打开文件并使用正则表达式过滤

Question

I have a large logfile and I want to extract (write to a new file) certain rows. The problem is I need a certain row and the row before. So the regex should be applied on more than one row. Notepad++ is not able to do that and I don't want to write a script for that.

I assume I can do that with Powershell and a one-liner, but I don't know where to start ...

The regular expression is not the problem, will be something like that ^#\\d+.*?\\n.*?Failed.*?$

So, how can I open a file using the Powershell, passing the regex and get the rows back that fits my expression?

Answer 1

Look at Select-String and -context parameter:

If you only need to display the matching line and the line before, use (for a test I use my log file and my regex - the date there)

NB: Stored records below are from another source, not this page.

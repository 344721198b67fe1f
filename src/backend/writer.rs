//! Implementation-unit writer: an indentation-aware text buffer for native source.

/// A buffer for building native source text with consistent indentation.
#[derive(Debug)]
pub struct UnitWriter {
    buffer: String,
    indent_level: usize,
    indent_str: &'static str,
}

impl Default for UnitWriter {
    fn default() -> Self {
        Self::new()
    }
}

impl UnitWriter {
    pub fn new() -> Self {
        Self {
            buffer: String::new(),
            indent_level: 0,
            indent_str: "  ", // 2 spaces, as in the runtime's own sources
        }
    }

    /// Get the generated text
    pub fn finish(self) -> String {
        self.buffer
    }

    /// Write a line with current indentation
    pub fn line(&mut self, s: &str) {
        self.write_indent();
        self.buffer.push_str(s);
        self.buffer.push('\n');
    }

    /// Write a preprocessor line; always at column 0 regardless of indentation.
    pub fn directive(&mut self, s: &str) {
        self.buffer.push_str(s);
        self.buffer.push('\n');
    }

    /// Write a blank line
    pub fn blank_line(&mut self) {
        self.buffer.push('\n');
    }

    fn write_indent(&mut self) {
        for _ in 0..self.indent_level {
            self.buffer.push_str(self.indent_str);
        }
    }

    /// Increase indent level
    pub fn indent(&mut self) {
        self.indent_level += 1;
    }

    /// Decrease indent level
    pub fn dedent(&mut self) {
        if self.indent_level > 0 {
            self.indent_level -= 1;
        }
    }

    /// Write an `#include "..."` line
    pub fn include(&mut self, header: &str) {
        self.directive(&format!("#include \"{}\"", header));
    }
}

#[cfg(test)]
mod tests {
    use super::*;

    #[test]
    fn lines_follow_indentation() {
        let mut w = UnitWriter::new();
        w.line("+ (jint)VERSION {");
        w.indent();
        w.line("return Test_VERSION;");
        w.dedent();
        w.line("}");
        assert_eq!(w.finish(), "+ (jint)VERSION {\n  return Test_VERSION;\n}\n");
    }

    #[test]
    fn directives_ignore_indentation() {
        let mut w = UnitWriter::new();
        w.indent();
        w.directive("#line 4");
        w.line("x();");
        w.dedent();
        w.dedent();
        w.line("}");
        w.blank_line();
        w.include("Test.h");
        assert_eq!(w.finish(), "#line 4\n  x();\n}\n\n#include \"Test.h\"\n");
    }
}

Get-Content c:\Windows\System32\LogFiles\HTTPERR\httperr2.log  |
    Select-String '2011-05-13 06:16:10' -context 1,0

If you need to manipulate it further, store the result in a variable and use the properties:

$line = Get-Content c:\Windows\System32\LogFiles\HTTPERR\httperr2.log  |
        Select-String '2011-05-13 06:16:10' -context 1

# for all the members try this:
$line | Get-Member

#line that matches the regex:
$line.Line
$line.Context.PreContext

If there are more lines that match the regex, access them with brackets:

$line = Get-Content c:\Windows\System32\LogFiles\HTTPERR\httperr2.log  |
        Select-String '2011-05-13 06:16:10' -context 1
$line[0] # first match
$line[1] # second match